In this introductory course, we will explore the production and representation of human suffering, in addition to the modes of care deployed by healers, kin groups, aid workers, and state actors to alleviate the suffering of others. We will begin by mastering dominant approaches within anthropology for studying affliction. We will then examine case examples of bodies in distress. We will discover that suffering is inherently social: it is shared, socially produced, and communicated through socially learned and sanctioned means. Suffering is also social in the sense that it often begs a moral response. With that in mind, we will turn our attention to different regimes of care--such as experimental, pharmaceutical, and humanitarian care--and explore their limitations, paradoxes, and transformative possibilities. Taken as a whole, the course will invite students to question the creation and reproduction of suffering, while at the same time critically reflecting on dominant norms and forms of "doing good."

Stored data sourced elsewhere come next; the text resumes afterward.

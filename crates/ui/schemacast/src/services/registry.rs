//! Schema registry access (Confluent-compatible REST API).

use std::time::Duration;

use async_trait::async_trait;
use reqwest::{header, StatusCode, Url};
use serde::Deserialize;
use tracing::debug;

use crate::config::SchemaRegistryConfig;

const ACCEPT: &str = "application/vnd.schemaregistry.v1+json";
const REQUEST_TIMEOUT: Duration = Duration::from_secs(30);

#[derive(Debug, thiserror::Error)]
pub enum RegistryError {
    #[error("invalid registry url `{url}`")]
    InvalidUrl { url: String },
    #[error("registry request failed: {0}")]
    Transport(#[from] reqwest::Error),
    #[error("registry returned {status}: {body}")]
    Status { status: StatusCode, body: String },
}

/// Latest version of a subject as returned by the registry.
#[derive(Debug, Clone, PartialEq, Eq, Deserialize)]
#[serde(rename_all = "camelCase")]
pub struct SubjectSchema {
    pub subject: String,
    pub version: i32,
    pub id: u32,
    /// Absent for Avro, `PROTOBUF`/`JSON` otherwise.
    #[serde(default)]
    pub schema_type: Option<String>,
    pub schema: String,
}

impl SubjectSchema {
    pub fn is_avro(&self) -> bool {
        self.schema_type
            .as_deref()
            .map_or(true, |t| t.eq_ignore_ascii_case("AVRO"))
    }

    /// Two-space indented schema text, or the raw text if it is not JSON.
    pub fn pretty(&self) -> String {
        serde_json::from_str::<serde_json::Value>(&self.schema)
            .ok()
            .and_then(|v| serde_json::to_string_pretty(&v).ok())
            .unwrap_or_else(|| self.schema.clone())
    }
}

#[async_trait]
pub trait SchemaRegistry: Send + Sync {
    async fn list_subjects(&self) -> Result<Vec<String>, RegistryError>;

    async fn latest_schema(&self, subject: &str) -> Result<SubjectSchema, RegistryError>;
}

pub struct HttpRegistry {
    client: reqwest::Client,
    base: Url,
    auth: Option<(String, String)>,
}

impl HttpRegistry {
    pub fn new(cfg: &SchemaRegistryConfig) -> Result<Self, RegistryError> {
        let trimmed = cfg.url.trim().trim_end_matches('/');
        let base = Url::parse(trimmed).map_err(|_| RegistryError::InvalidUrl {
            url: cfg.url.clone(),
        })?;
        if base.cannot_be_a_base() {
            return Err(RegistryError::InvalidUrl {
                url: cfg.url.clone(),
            });
        }
        let client = reqwest::Client::builder().timeout(REQUEST_TIMEOUT).build()?;
        Ok(Self {
            client,
            base,
            auth: cfg
                .basic_auth()
                .map(|(k, s)| (k.to_string(), s.to_string())),
        })
    }

    fn endpoint(&self, segments: &[&str]) -> Url {
        let mut url = self.base.clone();
        if let Ok(mut path) = url.path_segments_mut() {
            path.pop_if_empty().extend(segments);
        }
        url
    }

    async fn get<T: serde::de::DeserializeOwned>(&self, url: Url) -> Result<T, RegistryError> {
        debug!(%url, "registry request");
        let mut request = self.client.get(url).header(header::ACCEPT, ACCEPT);
        if let Some((key, secret)) = &self.auth {
            request = request.basic_auth(key, Some(secret));
        }
        let response = request.send().await?;
        let status = response.status();
        if status != StatusCode::OK {
            let body = response.text().await.unwrap_or_default();
            return Err(RegistryError::Status {
                status,
                body: body.trim().to_string(),
            });
        }
        Ok(response.json::<T>().await?)
    }
}

#[async_trait]
impl SchemaRegistry for HttpRegistry {
    async fn list_subjects(&self) -> Result<Vec<String>, RegistryError> {
        self.get(self.endpoint(&["subjects"])).await
    }

    async fn latest_schema(&self, subject: &str) -> Result<SubjectSchema, RegistryError> {
        self.get(self.endpoint(&["subjects", subject, "versions", "latest"]))
            .await
    }
}

#[cfg(test)]
mod tests {
    use super::*;
    use pretty_assertions::assert_eq;
    use tokio::io::{AsyncReadExt, AsyncWriteExt};
    use tokio::net::TcpListener;

    /// Serve one canned HTTP response and hand back the raw request.
    async fn serve_once(
        status_line: &'static str,
        body: &'static str,
    ) -> (String, tokio::task::JoinHandle<String>) {
        let listener = TcpListener::bind("127.0.0.1:0").await.unwrap();
        let addr = listener.local_addr().unwrap();
        let handle = tokio::spawn(async move {
            let (mut socket, _) = listener.accept().await.unwrap();
            let mut buf = vec![0u8; 8192];
            let n = socket.read(&mut buf).await.unwrap();
            let response = format!(
                "HTTP/1.1 {status_line}\r\ncontent-type: application/json\r\ncontent-length: {}\r\nconnection: close\r\n\r\n{body}",
                body.len()
            );
            socket.write_all(response.as_bytes()).await.unwrap();
            socket.shutdown().await.ok();
            String::from_utf8_lossy(&buf[..n]).into_owned()
        });
        (format!("http://{addr}"), handle)
    }

    fn registry(url: &str, key: &str, secret: &str) -> HttpRegistry {
        HttpRegistry::new(&SchemaRegistryConfig {
            url: url.to_string(),
            api_key: key.to_string(),
            api_secret: secret.to_string(),
        })
        .unwrap()
    }

    #[tokio::test]
    async fn lists_subjects_with_registry_accept_header() {
        let (url, server) = serve_once("200 OK", r#"["orders-value","users-value"]"#).await;
        let subjects = registry(&url, "", "").list_subjects().await.unwrap();
        assert_eq!(subjects, vec!["orders-value", "users-value"]);

        let request = server.await.unwrap().to_lowercase();
        assert!(request.starts_with("get /subjects "), "{request}");
        assert!(request.contains("accept: application/vnd.schemaregistry.v1+json"));
        assert!(!request.contains("authorization:"));
    }

    #[tokio::test]
    async fn latest_schema_uses_basic_auth_and_encodes_subject() {
        let body = r#"{"subject":"a b","version":3,"id":17,"schema":"\"string\""}"#;
        let (url, server) = serve_once("200 OK", body).await;
        let schema = registry(&format!("{url}/"), "key", "secret")
            .latest_schema("a b")
            .await
            .unwrap();
        assert_eq!(schema.id, 17);
        assert_eq!(schema.version, 3);
        assert!(schema.is_avro());

        let request = server.await.unwrap();
        assert!(request.starts_with("GET /subjects/a%20b/versions/latest "), "{request}");
        // base64("key:secret")
        assert!(request.contains("a2V5OnNlY3JldA=="));
    }

    #[tokio::test]
    async fn non_success_status_carries_body() {
        let (url, _server) = serve_once(
            "404 Not Found",
            r#"{"error_code":40401,"message":"Subject not found."}"#,
        )
        .await;
        let err = registry(&url, "", "").latest_schema("nope").await.unwrap_err();
        match err {
            RegistryError::Status { status, body } => {
                assert_eq!(status, StatusCode::NOT_FOUND);
                assert!(body.contains("Subject not found"));
            }
            other => panic!("unexpected error: {other}"),
        }
    }

    #[test]
    fn rejects_unusable_url() {
        let cfg = SchemaRegistryConfig {
            url: "not a url".into(),
            ..Default::default()
        };
        assert!(matches!(
            HttpRegistry::new(&cfg),
            Err(RegistryError::InvalidUrl { .. })
        ));
    }

    #[test]
    fn pretty_prints_schema_text() {
        let schema = SubjectSchema {
            subject: "s".into(),
            version: 1,
            id: 1,
            schema_type: None,
            schema: r#"{"type":"string"}"#.into(),
        };
        assert_eq!(schema.pretty(), "{\n  \"type\": \"string\"\n}");
    }
}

As a first-year seminar (FYS), this course will also guide and support students in fostering skills as academic researchers and writers. We will start from the position that college-level academic writing is its own genre, distinct from the kind of writing typically taught in high school, and that the steps required to hone this skill are not always transparent, self-evident, or without challenges. As such, the course will include detailed instruction, regular in-class writing exercises, and three take-home writing assignments designed to introduce students to the main principles of successful academic writing.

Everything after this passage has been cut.